The book traces the work and careers of women writers across genres such as comedy-variety, the family sitcom, daytime soap opera, and the suspense anthology single drama, 1949–1963. A time when television established itself as a form of mass entertainment and experienced industry overhaul with production moving from New York to Los Angeles (from live to pre-recorded). Their Own Best Creations navigates this moment of change tracing a range of well-known women writers to others whose remained hidden or obscured. The book moves chronologically between different “rooms” – the writers’ room, writers’ “own rooms” at home, the studio – showing how different settings shaped their writing and personas. This allows Berke to investigate how women adapted to new circumstances and grappled with a society and an industry negotiating the roles, opportunities and limitations of post-war womanhood.
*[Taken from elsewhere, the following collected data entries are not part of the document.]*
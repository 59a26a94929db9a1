use parse_all::{
    calc, choice, eof, expression, many, run_and_report, satisfy, symbol, token, Operator,
    OperatorTable, Parser, Report,
};

fn integer_table(ops: &[char]) -> OperatorTable<char, i64> {
    OperatorTable::from_operators(ops.iter().map(|&op| {
        calc::arithmetic_operator(op).unwrap_or_else(|| panic!("{op} is not an arithmetic operator"))
    }))
    .unwrap()
}

#[test]
fn always_true_consumes_single_token() {
    let any = satisfy(|_: &char| true);
    let outcome = any.parse_all("q");
    assert_eq!(outcome.len(), 1);
    assert_eq!(outcome[0].0, 'q');
    assert!(outcome[0].1.is_empty());
}

#[test]
fn multiplication_binds_tighter_than_addition() {
    let parser = expression(calc::number(), &integer_table(&['+', '*'])).complete();
    assert_eq!(
        run_and_report(&parser, "1+3*3"),
        "Success, found 10, remainder: []"
    );
}

#[test]
fn subtraction_groups_to_the_left() {
    let parser = expression(calc::number(), &integer_table(&['-'])).complete();
    assert_eq!(
        run_and_report(&parser, "8-3-2"),
        "Success, found 3, remainder: []"
    );
}

#[test]
fn later_table_entries_bind_tighter() {
    let parser = expression(calc::number(), &integer_table(&['-', '*'])).complete();
    assert_eq!(
        run_and_report(&parser, "10-3*2"),
        "Success, found 4, remainder: []"
    );
}

#[test]
fn ambiguous_atoms_are_all_reported() {
    let a = symbol('a').map(|c: char| c.to_string());
    let ab = token("ab".chars()).map(|cs: Vec<char>| cs.into_iter().collect::<String>());
    let report = run_and_report(&choice(a, ab), "ab");
    let successes = report
        .lines()
        .filter(|line| line.starts_with("Success"))
        .count();
    assert_eq!(successes, 2);
}

#[test]
fn non_digit_input_fails() {
    let parser = expression(calc::number(), &calc::arithmetic_table().unwrap());
    assert_eq!(run_and_report(&parser, "x"), "Parsing failed.");
}

#[test]
fn partial_parses_are_not_errors() {
    let parser = expression(calc::number(), &integer_table(&['+']));
    let report = Report::collect(&parser, "1+2)");
    assert_eq!(report.len(), 2);
    assert_eq!(
        report.derivations[0].to_string(),
        "Success, found 3, remainder: [')']"
    );
    assert!(Report::collect(&parser.complete(), "1+2)").is_failure());
}

#[test]
fn eof_matches_only_empty_input() {
    assert_eq!(Parser::<char>::parse_all(&eof(), "").len(), 1);
    assert!(Parser::<char>::parse_all(&eof(), "z").is_empty());
}

#[test]
fn many_on_empty_input_yields_one_empty_list() {
    let outcome = many(symbol('a')).parse_all("");
    assert_eq!(outcome.len(), 1);
    assert!(outcome[0].0.is_empty());
    assert!(outcome[0].1.is_empty());
}

#[test]
fn custom_value_types_work_too() {
    let word = many(satisfy(|c: &char| c.is_ascii_lowercase()))
        .map(|cs: Vec<char>| cs.into_iter().collect::<String>());
    let table = OperatorTable::new()
        .with('+', |a: String, b: String| a + &b)
        .unwrap();
    let concat = expression(word, &table).complete();
    assert_eq!(
        run_and_report(&concat, "ab+cd+e"),
        "Success, found abcde, remainder: []"
    );
}

#[test]
fn parentheses_override_table_order() {
    let table = integer_table(&['+', '*']);
    let parser = calc::calculator(table).complete();
    assert_eq!(
        run_and_report(&parser, "(1+3)*3"),
        "Success, found 12, remainder: []"
    );
}

#[test]
fn first_derivation_of_long_ambiguous_input() {
    let parser = calc::calculator(calc::arithmetic_table().unwrap());
    let (value, rest) = parser.parse_first("1+2+3+4+5+6+7+8+9").unwrap();
    assert_eq!(value, 45);
    assert!(rest.is_empty());
}

#[test]
fn operators_can_be_built_one_by_one() {
    let mut table = OperatorTable::new();
    table.push(Operator::new('^', |a: i64, b: i64| a.max(b))).unwrap();
    assert!(table.push(Operator::new('^', |a: i64, _| a)).is_err());
    let parser = expression(calc::number(), &table).complete();
    assert_eq!(
        run_and_report(&parser, "3^9^4"),
        "Success, found 9, remainder: []"
    );
}
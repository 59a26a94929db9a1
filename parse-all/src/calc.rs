//! Integer arithmetic over characters, built from the precedence builder.

use crate::{
    combinator::many1,
    error::GrammarError,
    parser::{BoxedParser, Parser},
    precedence::{expression, Operator, OperatorTable},
    primitive::{choice, satisfy, symbol},
    recursive::deferred,
};

pub fn decimal_digit() -> impl Parser<char, Output = char> + Clone {
    satisfy(|c: &char| c.is_ascii_digit())
}

/// A non-negative decimal literal.
///
/// Like every repetition here, shorter prefixes are derivations too: on `"12"`
/// the outcome is `12` and then `1`. Literals that do not fit in an `i64`
/// produce no derivation.
pub fn number() -> BoxedParser<char, i64> {
    many1(decimal_digit())
        .filter_map(|digits: Vec<char>| digits.into_iter().collect::<String>().parse::<i64>().ok())
        .boxed()
}

/// The four integer operators, loosest first: `+ - * /`.
///
/// Arithmetic wraps on overflow, and division by zero yields zero.
pub fn arithmetic_table() -> Result<OperatorTable<char, i64>, GrammarError> {
    table_from_symbols("+-*/")
}

/// The operator spelled `symbol`, if it is one of `+ - * /`.
pub fn arithmetic_operator(symbol: char) -> Option<Operator<char, i64>> {
    let operator = match symbol {
        '+' => Operator::new('+', i64::wrapping_add),
        '-' => Operator::new('-', i64::wrapping_sub),
        '*' => Operator::new('*', i64::wrapping_mul),
        '/' => Operator::new('/', |a: i64, b: i64| a.checked_div(b).unwrap_or(0)),
        _ => return None,
    };
    Some(operator)
}

/// Build an arithmetic table from a string of operator symbols, loosest first,
/// e.g. `"+-*/"`.
pub fn table_from_symbols(symbols: &str) -> Result<OperatorTable<char, i64>, GrammarError> {
    symbols
        .chars()
        .filter(|c| !c.is_whitespace())
        .map(|c| arithmetic_operator(c).ok_or(GrammarError::UnknownOperator { symbol: c }))
        .collect::<Result<Vec<_>, _>>()
        .and_then(OperatorTable::from_operators)
}

/// `( expr )`, where `expr` is built on demand from `table`.
pub fn parenthesized(table: OperatorTable<char, i64>) -> BoxedParser<char, i64> {
    symbol('(')
        .ignore_then(deferred(move || calculator(table.clone())))
        .then_ignore(symbol(')'))
        .boxed()
}

/// Full expressions over numbers and parenthesized sub-expressions.
///
/// ```
/// # use parse_all::*;
/// let calc = calc::calculator(calc::arithmetic_table()?).complete();
/// let (value, _) = calc.parse_first("2*(3+4)").unwrap();
/// assert_eq!(value, 14);
/// # Ok::<(), GrammarError>(())
/// ```
pub fn calculator(table: OperatorTable<char, i64>) -> BoxedParser<char, i64> {
    let atom = choice(number(), parenthesized(table.clone()));
    expression(atom, &table)
}

#[cfg(test)]
mod tests {
    use super::*;

    fn complete_values(parser: BoxedParser<char, i64>, input: &str) -> Vec<i64> {
        parser
            .complete()
            .parse_all(input)
            .into_iter()
            .map(|(value, _)| value)
            .collect()
    }

    #[test]
    fn number_reports_every_prefix() {
        let values: Vec<(i64, usize)> = number()
            .parse_all("123x")
            .into_iter()
            .map(|(value, rest)| (value, rest.len()))
            .collect();
        assert_eq!(values, vec![(123, 1), (12, 2), (1, 3)]);
    }

    #[test]
    fn number_overflow_has_no_derivation() {
        assert!(complete_values(number(), "99999999999999999999").is_empty());
    }

    #[test]
    fn arithmetic_evaluates_conventionally() {
        let calc = || calculator(arithmetic_table().unwrap());
        assert_eq!(complete_values(calc(), "1+3*3"), vec![10]);
        assert_eq!(complete_values(calc(), "10-3*2"), vec![4]);
        assert_eq!(complete_values(calc(), "8-3-2"), vec![3]);
        assert_eq!(complete_values(calc(), "(1+2)*3"), vec![9]);
        assert_eq!(complete_values(calc(), "((7))"), vec![7]);
    }

    #[test]
    fn division_by_zero_is_zero() {
        assert_eq!(complete_values(calculator(arithmetic_table().unwrap()), "7/0"), vec![0]);
    }

    #[test]
    fn unbalanced_parentheses_fail() {
        let table = arithmetic_table().unwrap();
        assert!(complete_values(calculator(table.clone()), "(1+2").is_empty());
        assert!(complete_values(calculator(table), "1+2)").is_empty());
    }

    #[test]
    fn arithmetic_table_lists_four_levels_loosest_first() {
        let table = arithmetic_table().unwrap();
        assert_eq!(format!("{table:?}"), "['+', '-', '*', '/']");
    }

    #[test]
    fn table_from_symbols_validates() {
        assert_eq!(table_from_symbols("-*").map(|t| t.len()).ok(), Some(2));
        assert!(matches!(
            table_from_symbols("+%"),
            Err(GrammarError::UnknownOperator { symbol: '%' })
        ));
        assert!(matches!(
            table_from_symbols("++"),
            Err(GrammarError::DuplicateOperator { .. })
        ));
    }
}
//! Errors raised while assembling a grammar.
//!
//! Parsing itself never fails with an error; an input that does not match
//! simply produces no derivations. These errors are about the grammar
//! description being unusable.

use thiserror::Error;

#[derive(Debug, Error)]
pub enum GrammarError {
    /// The same operator symbol appears twice in a precedence table.
    #[error("operator {symbol} appears more than once in the operator table")]
    DuplicateOperator { symbol: String },
    /// A symbol that names no known operator.
    #[error("unknown operator {symbol:?}")]
    UnknownOperator { symbol: char },
    /// A character class pattern did not compile.
    #[error("invalid character class {pattern:?}: {source}")]
    InvalidCharClass {
        pattern: String,
        #[source]
        source: Box<regex_automata::meta::BuildError>,
    },
    /// The lexer could not produce a token.
    #[error("no token matches the input at {start}..{end}")]
    Lex { start: usize, end: usize },
}

impl GrammarError {
    pub fn duplicate_operator(symbol: impl std::fmt::Debug) -> Self {
        Self::DuplicateOperator {
            symbol: format!("{symbol:?}"),
        }
    }
}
Their Own Best Creations is an account of white, educated, middle-class women, yet it does acknowledge and discuss class and racial barriers, albeit briefly. By intertwining a range of histories, the book raises important themes. First, it speaks to a growing body of scholarship, researching women’s labour within media industries.1 Women’s visibility or invisibility, as Berke shows, has implications for how researchers trace and uncover these histories (pp. 44–48; 166–169). Second, the book makes detailed connections and references to histories of women in film and radio. Not only does this show how women writers moved across different media, but importantly, how gendered labour carried over from film and radio to television. Third, Berke reads the public personas of the women writers, their scripted lives, and their creative body of work as precursors to second-wave feminism. This is another important contribution in an ongoing revision of the period arguing for a more complex understanding of mid-century feminism. In particular, the role of the intimate, the ordinary, and the confessional in women’s broadcasting.2

Chapter one locates the gendering of television writing within the broader historical (and historiographical) context of women’s labour in media industries pointing to both opportunities and limitations. Once industries and institutional practices became more established, women faced discrimination, obstacles and were excluded or side-lined – a cycle Berke also sees in post-war television. By building on this backdrop, the chapter explores the professionalisation of the television writer in the post-war period and how gendered conceptions shaped this, in particular how men and women framed their writing for television differently.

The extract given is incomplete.